Сколько же революций нужно еще этому народу, чтобы он дошел до того, до чего дошли мы? Это равнодушие опечалило меня больше, чем пожар».
Да, теперь мы видим, что приносит революция. Что России в ХХ веке, что Франции, особенно последняя Олимпиада всё расставила по своим местам.
О русской литературе и культуре у Дюма тоже своеобразное мнение. Всё, что не Европа, Франция, для него не существует. Естественно, он путает все даты и факты.
«Русские, народ, родившийся вчера, не имеет еще ни национальной литературы, ни музыки, ни живописи, ни скульптуры; у них были поэты, музыканты, живописцы, скульпторы, но этого недостаточно, чтобы образовать школу.
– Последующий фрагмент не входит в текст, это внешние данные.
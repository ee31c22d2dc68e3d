//! Offscreen forward pipeline with a skybox
//!
//! Renders into temporary `_ColorRT` / `_CameraDepthTexture` targets, draws
//! the skybox between opaque and transparent geometry (it relies on the depth
//! buffer to fill only uncovered pixels), then copies depth and color into
//! the camera target.

use crate::core::config::PipelineAsset;
use crate::foundation::collections::MaterialHandle;
use crate::foundation::math::Color;
use crate::render::backend::RenderBackend;
use crate::render::commands::ClearFlags;
use crate::render::context::RenderContext;
use crate::render::drawing::shader_pass;
use crate::render::lighting::{setup_light_buffer, LightBuffer};
use crate::render::materials::MaterialLibrary;
use crate::render::pipelines::{draw_opaque, draw_transparent, resolve_material, FrameRenderer, PipelineKind};
use crate::render::properties::BuiltinProperties;
use crate::render::targets::{TargetDesc, TargetId, TextureFormat};
use crate::render::visibility::CullResults;
use crate::render::RenderResult;
use crate::scene::Camera;

/// Forward rendering into offscreen targets with skybox and depth copy
#[derive(Debug)]
pub struct SkyboxPipeline {
    clear_color: Color,
    light_buffer: LightBuffer,
    copy_depth: MaterialHandle,
}

impl SkyboxPipeline {
    /// Create from an asset, resolving its copy-depth material
    pub fn new(
        asset: &PipelineAsset,
        backend: &mut dyn RenderBackend,
        materials: &MaterialLibrary,
    ) -> RenderResult<Self> {
        let copy_depth = resolve_material(materials, asset.copy_depth_material.as_deref(), "copy depth")?;
        Ok(Self {
            clear_color: asset.clear_color,
            light_buffer: LightBuffer::create(backend, asset.light_capacity)?,
            copy_depth,
        })
    }
}

impl FrameRenderer for SkyboxPipeline {
    fn kind(&self) -> PipelineKind {
        PipelineKind::Skybox
    }

    fn render_camera(&mut self, ctx: &mut RenderContext<'_>, camera: &Camera, cull: &CullResults) -> RenderResult<()> {
        let properties = BuiltinProperties::get();
        let (width, height) = (camera.pixel_width, camera.pixel_height);
        let clear_color = self.clear_color;
        let copy_depth = self.copy_depth;

        ctx.record("Set-up Render Targets", |cmd| {
            cmd.get_temporary_target(properties.color, TargetDesc::color(width, height, TextureFormat::Argb32));
            cmd.get_temporary_target(properties.camera_depth, TargetDesc::depth(width, height, 24));
            cmd.set_render_target(properties.color, properties.camera_depth);
            cmd.clear_render_target(ClearFlags::ALL, clear_color);
        })?;

        setup_light_buffer(ctx, &mut self.light_buffer, cull)?;

        draw_opaque(ctx, cull, shader_pass::FORWARD);
        ctx.draw_skybox();
        draw_transparent(ctx, cull);

        ctx.record("Copy Depth", |cmd| {
            cmd.blit(TargetId::CameraTarget, TargetId::CameraTarget, Some(copy_depth));
        })?;

        ctx.record("Final Blit", |cmd| {
            cmd.blit(properties.color, TargetId::CameraTarget, None);
            cmd.release_temporary_target(properties.color);
            cmd.release_temporary_target(properties.camera_depth);
        })
    }

    fn dispose(&mut self, backend: &mut dyn RenderBackend) {
        if self.light_buffer.release(backend) {
            log::info!("Disposed skybox pipeline");
        }
    }
}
К тому же художники в России умирают молодыми; можно подумать, что древо искусства еще не окрепло настолько, чтобы вырастить зрелые плоды. Пушкин был убит на дуэли в сорок восемь лет; Лермонтов был убит на дуэли в сорок четыре года; романист Гоголь умер в сорок семь лет. Живописец Иванов умер в сорок девять лет. Музыкант Глинка в пятьдесят.
Лермонтов, о котором я уже говорил, — это ум, равный по силе и размаху Альфреду де Мюссе, на которого он очень похож, как в стихах, так и в прозе».
Как мы видим, похвалу заслужил один Лермонтов, потому что напоминает ему французского писателя Мюссе. Ну а вот ещё одно «проницательное» мнение высокомерного француза:
«Русские, как всякий народ, бедный поэзией, испытывает восторг перед Пушкиным и Лермонтовым, а женщины в особенности перед Лермонтовым, как перед первыми поэтами, придавшими их языку ритмическую гибкость. Этот восторг выплескивается тем легче, что русский язык почти не известен за пределами пространства, тянущегося от Архангельска до Кракова и от Ревеля до Дербента, и другие народы не могут разделять его.
Поэтому самый верный способ угодить русскому — это попросить его перевести одно или два стихотворения Пушкина или Лермонтова, тем более что в целом русские превосходно владеют нашим языком».
Досталось всем и вся. И поезда от Петербурга до Москвы ходят медленнее, чем во Франции из Парижа до Марселя. И Санкт-Петербург – подделка под Россию, и Москва – «самый большой город (после Константинополя) или, вернее, самая большая деревня Европы».
Да, не зря умная женщина Авдотья Панаева, отвечая на вопрос Григоровича, не рада ли она попасть в новую книгу Дюма и прославиться на весь мир, со смехом ответила: пусть лучше Григорович сделает так, чтоб она больше этого француза у себя в гостях не увидела!
А другие аристократические семьи заискивали перед писателем, всячески его развлекая и кормя. Ох, не оценил!